Herbert Hovenkamp (born 1948) is an American legal scholar serving as James G. Dinan University Professor at the University of Pennsylvania Law School and the Wharton School of the University of Pennsylvania. Prior to that he held the Ben and Dorothy Willie Chair at the University of Iowa College of Law. Hovenkamp is a recognized expert and prolific author in the area of antitrust law.

Biography
Hovenkamp graduated from Calvin College in 1969. He then did graduate study at the University of Texas at Austin, receiving an M.A. in American literature in 1971 and a Ph.D. in American civilization in 1976. He also attended the University of Texas School of Law, receiving a Juris Doctor degree in 1978.

Hovenkamp was previously Professor of Law at the University of California Hastings College of Law.  Hovenkamp is a member of the American Academy of Arts and Sciences.

Antitrust scholarship 
Hovenkamp is sometimes cited as "the most influential antitrust scholar of our generation" and the New York Times reported that many consider him "the dean of American antitrust law."  Along with the now-deceased Phillip Areeda, Hovenkamp is one of the two authors of Antitrust Law, a widely cited American antitrust law treatise.

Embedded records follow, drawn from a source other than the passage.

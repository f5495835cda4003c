//! # Reconcile Core
//!
//! A reconciliation engine for multi-channel transaction imports: takes
//! normalized records from wallet and credit-card statement parsers plus a
//! baseline ledger snapshot, and decides, per record, whether it is a
//! duplicate, a matched refund, a locked-account transaction, or a genuinely
//! new entry to merge.
//!
//! ## Features
//!
//! - **Account locks**: balance-adjustment markers in the baseline freeze an
//!   account's history so corrected periods are never re-imported
//! - **Refund pairing**: opposite-amount records within a time window cancel
//!   each other, greedily and deterministically
//! - **Baseline dedup**: tolerance-based duplicate detection against the
//!   existing ledger, keyed by (sheet, account, amount)
//! - **Cross-channel handling**: wallet/card double-entries are detected and
//!   card remarks are enriched with wallet context
//! - **Audit report**: every record surfaces in the report with a
//!   machine-readable status and skip reason
//!
//! ## Quick Start
//!
//! ```rust
//! use bigdecimal::BigDecimal;
//! use chrono::NaiveDate;
//! use reconcile_core::{
//!     BaselineFrames, Channel, ReconcileConfig, ReconcileEngine, StandardRecord,
//! };
//!
//! let engine = ReconcileEngine::new(ReconcileConfig::default()).unwrap();
//! let records = vec![StandardRecord::expense(
//!     "微信",
//!     BigDecimal::from(25),
//!     NaiveDate::from_ymd_opt(2024, 3, 1).unwrap().and_hms_opt(12, 0, 0).unwrap(),
//!     "午餐",
//!     Channel::Wechat,
//! )];
//! let outcome = engine.run(records, BaselineFrames::new()).unwrap();
//! assert_eq!(outcome.summary.accepted, 1);
//! ```

pub mod engine;
pub mod schema;
pub mod traits;
pub mod types;
pub mod utils;

// Re-export commonly used types
pub use engine::*;
pub use traits::*;
pub use types::*;

// Re-export the in-memory baseline source for convenience
pub use utils::MemoryBaselineSource;
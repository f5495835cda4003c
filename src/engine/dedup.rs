//! Duplicate detection: cross-channel overlap and baseline dedup
//!
//! Two distinct rules with two distinct reasons. A wallet and a card
//! statement showing the same physical purchase is channel overlap
//! (`ChannelDuplicate`); a record already present in the baseline workbook
//! is a prior-run duplicate (`DuplicateBaseline`). The report keeps them
//! apart so a human can review each class on its own terms.
//!
//! Known limitation, preserved on purpose: the baseline key is
//! (sheet, account, amount) with a time window, so two genuinely distinct
//! same-amount transactions on the same day can over-match. Every skip is
//! surfaced in the report for recovery; no extra heuristics are layered on.

use std::collections::{BTreeMap, HashMap};

use chrono::NaiveDateTime;
use tracing::{debug, warn};

use crate::engine::core::ReconcileConfig;
use crate::schema;
use crate::traits::RemarkSimilarity;
use crate::types::{BaselineFrames, ChannelKind, Sheet, SkipReason, StandardRecord};
use crate::utils::normalize::{normalize_remark, normalize_text, parse_amount, parse_datetime};

/// Lookup over baseline rows keyed by (sheet, account, amount).
///
/// Built once per run and read-only during matching: new records only ever
/// join the *output*, never the index used for this run's decisions.
pub struct BaselineIndex {
    entries: HashMap<(Sheet, String, String), Vec<(NaiveDateTime, String)>>,
}

impl BaselineIndex {
    /// One pass over the baseline frames. Rows with unparsable dates or
    /// amounts are logged and skipped; an empty index is valid.
    pub fn from_frames(frames: &BaselineFrames) -> Self {
        let mut entries: HashMap<(Sheet, String, String), Vec<(NaiveDateTime, String)>> =
            HashMap::new();
        for (sheet, frame) in frames.iter() {
            if frame.is_empty() {
                continue;
            }
            let date_column = schema::date_column(sheet);
            let account_column = schema::account_column(sheet);
            for row in 0..frame.len() {
                let cell = frame.value(row, date_column).unwrap_or("");
                let Some(timestamp) = parse_datetime(cell) else {
                    if !cell.trim().is_empty() {
                        warn!(sheet = %sheet, row, cell, "baseline row has unparsable date; skipping");
                    }
                    continue;
                };
                let account = normalize_text(frame.value(row, account_column).unwrap_or(""));
                let remark =
                    normalize_remark(frame.value(row, schema::REMARK_COLUMN).unwrap_or(""));
                for amount_column in schema::amount_columns(sheet) {
                    let Some(amount) =
                        frame.value(row, amount_column).and_then(parse_amount)
                    else {
                        continue;
                    };
                    entries
                        .entry((sheet, account.clone(), amount.to_string()))
                        .or_default()
                        .push((timestamp, remark.clone()));
                }
            }
        }
        for bucket in entries.values_mut() {
            bucket.sort_by_key(|(timestamp, _)| *timestamp);
        }
        debug!(buckets = entries.len(), "baseline index built");
        Self { entries }
    }

    /// Whether the baseline already holds a row matching this record under
    /// the configured tolerances.
    pub fn matches(
        &self,
        record: &StandardRecord,
        config: &ReconcileConfig,
        matcher: &dyn RemarkSimilarity,
    ) -> bool {
        let key = (
            record.sheet(),
            normalize_text(&record.account),
            record.amount().to_string(),
        );
        let Some(bucket) = self.entries.get(&key) else {
            return false;
        };
        let tolerance = config.date_tolerance();
        for (timestamp, remark) in bucket {
            // Time window first to discard irrelevant history cheaply.
            if (*timestamp - record.timestamp).abs() > tolerance {
                continue;
            }
            if config.compare_remarks
                && !remark.is_empty()
                && !record.normalized_remark().is_empty()
                && !matcher.is_similar(record.normalized_remark(), remark)
            {
                continue;
            }
            return true;
        }
        false
    }

    pub fn is_empty(&self) -> bool {
        self.entries.is_empty()
    }
}

/// Skip pending records the baseline already contains.
pub fn apply_baseline_dedup(
    records: &mut [StandardRecord],
    index: &BaselineIndex,
    config: &ReconcileConfig,
    matcher: &dyn RemarkSimilarity,
) {
    if index.is_empty() {
        return;
    }
    for record in records.iter_mut() {
        if !record.is_pending() {
            continue;
        }
        if index.matches(record, config, matcher) {
            record.mark_skipped(SkipReason::DuplicateBaseline);
        }
    }
}

/// Detect the same physical purchase seen through both a wallet and a card
/// channel: equal magnitude, settlement dates at most
/// `channel_overlap_days` apart. The later-dated record is skipped as
/// `ChannelDuplicate` (tie: the card record, being the derived posting);
/// the other side is untouched, so a pair never loses both records.
pub fn apply_channel_duplicates(records: &mut [StandardRecord], config: &ReconcileConfig) {
    let mut buckets: BTreeMap<(Sheet, String), (Vec<usize>, Vec<usize>)> = BTreeMap::new();
    for (index, record) in records.iter().enumerate() {
        if !record.is_pending() {
            continue;
        }
        let key = (record.sheet(), record.magnitude().to_string());
        let entry = buckets.entry(key).or_default();
        match record.channel.kind() {
            ChannelKind::Wallet => entry.0.push(index),
            ChannelKind::CreditCard => entry.1.push(index),
        }
    }

    let mut marked = 0usize;
    for (_, (mut wallets, cards)) in buckets {
        if wallets.is_empty() || cards.is_empty() {
            continue;
        }
        for card_index in cards {
            let card_ts = records[card_index].timestamp;
            let mut best: Option<(i64, chrono::Duration, usize)> = None;
            for (slot, &wallet_index) in wallets.iter().enumerate() {
                let wallet_ts = records[wallet_index].timestamp;
                let day_gap = (card_ts.date() - wallet_ts.date()).num_days().abs();
                if day_gap > config.channel_overlap_days {
                    continue;
                }
                let delta = (card_ts - wallet_ts).abs();
                if best.is_none()
                    || (day_gap, delta, slot) < (best.unwrap().0, best.unwrap().1, best.unwrap().2)
                {
                    best = Some((day_gap, delta, slot));
                }
            }
            let Some((_, _, slot)) = best else {
                continue;
            };
            let wallet_index = wallets.remove(slot);
            // Later-dated record is the duplicate; the card loses ties.
            let (loser, keeper) = if records[wallet_index].timestamp > card_ts {
                (wallet_index, card_index)
            } else {
                (card_index, wallet_index)
            };
            let keeper_id = records[keeper].id.to_string();
            records[loser].mark_skipped(SkipReason::ChannelDuplicate);
            records[loser].meta.duplicate_with = Some(keeper_id);
            marked += 1;
        }
    }
    debug!(marked, "channel duplicates marked");
}

#[cfg(test)]
mod tests {
    use super::*;
    use crate::traits::TokenOverlapSimilarity;
    use crate::types::{Channel, RecordStatus, SheetFrame};
    use bigdecimal::BigDecimal;
    use chrono::NaiveDate;
    use std::str::FromStr;

    fn ts(y: i32, m: u32, d: u32, h: u32) -> NaiveDateTime {
        NaiveDate::from_ymd_opt(y, m, d)
            .unwrap()
            .and_hms_opt(h, 0, 0)
            .unwrap()
    }

    fn baseline_with_expense(account: &str, amount: &str, date: &str, remark: &str) -> BaselineFrames {
        let mut frame = SheetFrame::with_template(Sheet::Expense);
        let mut cells = vec![String::new(); frame.columns().len()];
        cells[frame.column_index("账户").unwrap()] = account.to_string();
        cells[frame.column_index("消费日期").unwrap()] = date.to_string();
        cells[frame.column_index("消费金额").unwrap()] = amount.to_string();
        cells[frame.column_index("备注").unwrap()] = remark.to_string();
        frame.push_row(cells);
        let mut frames = BaselineFrames::new();
        frames.insert(Sheet::Expense, frame);
        frames
    }

    fn tolerance_config(hours: i64) -> ReconcileConfig {
        ReconcileConfig {
            date_tolerance_hours: hours,
            ..ReconcileConfig::default()
        }
    }

    #[test]
    fn test_duplicate_within_window_and_similar_remark() {
        let frames = baseline_with_expense("acc1", "50.00", "2024-02-01 00:00:00", "taxi");
        let index = BaselineIndex::from_frames(&frames);
        let config = tolerance_config(24);
        let matcher = TokenOverlapSimilarity::default();

        let mut records = vec![StandardRecord::expense(
            "acc1",
            BigDecimal::from_str("50.00").unwrap(),
            ts(2024, 2, 1, 23),
            "taxi ride",
            Channel::Wechat,
        )];
        apply_baseline_dedup(&mut records, &index, &config, &matcher);
        assert_eq!(records[0].status(), RecordStatus::Skipped);
        assert_eq!(
            records[0].skip_reason(),
            Some(SkipReason::DuplicateBaseline)
        );
    }

    #[test]
    fn test_out_of_window_is_not_duplicate() {
        let frames = baseline_with_expense("acc1", "50.00", "2024-02-01 00:00:00", "taxi");
        let index = BaselineIndex::from_frames(&frames);
        let config = tolerance_config(24);
        let matcher = TokenOverlapSimilarity::default();

        let mut records = vec![StandardRecord::expense(
            "acc1",
            BigDecimal::from_str("50.00").unwrap(),
            ts(2024, 2, 5, 0),
            "taxi",
            Channel::Wechat,
        )];
        apply_baseline_dedup(&mut records, &index, &config, &matcher);
        assert!(records[0].is_pending());
    }

    #[test]
    fn test_dissimilar_remark_blocks_match_unless_disabled() {
        let frames = baseline_with_expense("acc1", "50.00", "2024-02-01 00:00:00", "groceries");
        let index = BaselineIndex::from_frames(&frames);
        let matcher = TokenOverlapSimilarity::default();

        let record = StandardRecord::expense(
            "acc1",
            BigDecimal::from_str("50.00").unwrap(),
            ts(2024, 2, 1, 12),
            "cinema",
            Channel::Wechat,
        );

        let mut records = vec![record.clone()];
        apply_baseline_dedup(&mut records, &index, &tolerance_config(24), &matcher);
        assert!(records[0].is_pending());

        let config = ReconcileConfig {
            compare_remarks: false,
            ..tolerance_config(24)
        };
        let mut records = vec![record];
        apply_baseline_dedup(&mut records, &index, &config, &matcher);
        assert_eq!(records[0].status(), RecordStatus::Skipped);
    }

    #[test]
    fn test_empty_baseline_remark_matches_anything() {
        let frames = baseline_with_expense("acc1", "10.00", "2024-02-01 12:00:00", "");
        let index = BaselineIndex::from_frames(&frames);
        let matcher = TokenOverlapSimilarity::default();

        let mut records = vec![StandardRecord::expense(
            "acc1",
            BigDecimal::from(10),
            ts(2024, 2, 1, 13),
            "任意备注",
            Channel::Wechat,
        )];
        apply_baseline_dedup(&mut records, &index, &tolerance_config(48), &matcher);
        assert_eq!(records[0].status(), RecordStatus::Skipped);
    }

    #[test]
    fn test_unparsable_baseline_rows_are_skipped() {
        let frames = baseline_with_expense("acc1", "not-a-number", "junk", "taxi");
        let index = BaselineIndex::from_frames(&frames);
        assert!(index.is_empty());
    }

    #[test]
    fn test_channel_duplicate_marks_exactly_one() {
        let mut records = vec![
            StandardRecord::expense(
                "微信",
                BigDecimal::from_str("30.00").unwrap(),
                ts(2024, 3, 1, 10),
                "超市购物",
                Channel::Wechat,
            ),
            StandardRecord::expense(
                "招商银行信用卡(1129)",
                BigDecimal::from_str("30.00").unwrap(),
                ts(2024, 3, 1, 10),
                "超市购物",
                Channel::CmbCard,
            ),
        ];
        apply_channel_duplicates(&mut records, &ReconcileConfig::default());

        // Equal timestamps: the card posting is the derived copy.
        assert!(records[0].is_pending());
        assert_eq!(records[1].status(), RecordStatus::Skipped);
        assert_eq!(records[1].skip_reason(), Some(SkipReason::ChannelDuplicate));
        assert_eq!(
            records[1].meta.duplicate_with.as_deref(),
            Some(records[0].id.to_string().as_str())
        );
    }

    #[test]
    fn test_channel_duplicate_marks_later_dated_side() {
        let mut records = vec![
            StandardRecord::expense(
                "微信",
                BigDecimal::from(88),
                ts(2024, 3, 2, 9),
                "餐厅",
                Channel::Alipay,
            ),
            StandardRecord::expense(
                "中信银行信用卡(5678)",
                BigDecimal::from(88),
                ts(2024, 3, 1, 20),
                "餐厅",
                Channel::CiticCard,
            ),
        ];
        apply_channel_duplicates(&mut records, &ReconcileConfig::default());

        assert_eq!(records[0].status(), RecordStatus::Skipped);
        assert_eq!(records[0].skip_reason(), Some(SkipReason::ChannelDuplicate));
        assert!(records[1].is_pending());
    }

    #[test]
    fn test_distant_dates_are_not_channel_duplicates() {
        let mut records = vec![
            StandardRecord::expense(
                "微信",
                BigDecimal::from(30),
                ts(2024, 3, 1, 10),
                "超市",
                Channel::Wechat,
            ),
            StandardRecord::expense(
                "招商银行信用卡(1129)",
                BigDecimal::from(30),
                ts(2024, 3, 8, 10),
                "超市",
                Channel::CmbCard,
            ),
        ];
        apply_channel_duplicates(&mut records, &ReconcileConfig::default());
        assert!(records[0].is_pending());
        assert!(records[1].is_pending());
    }
}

In each of the last ten antitrust cases heard by the United States Supreme Court, either the petitioner or the solicitor general pointed to Hovenkamp as supporting the position the justices were being urged to take. Professor Hovenkamp’s writings have been cited in 36 Supreme Court decisions and more than 1300 decisions in the lower courts.

Thomas Hungar, deputy solicitor general of the United States from 2003 to 2008, has called Hovenkamp one of the prime shapers of antitrust legal interpretation by U.S. courts.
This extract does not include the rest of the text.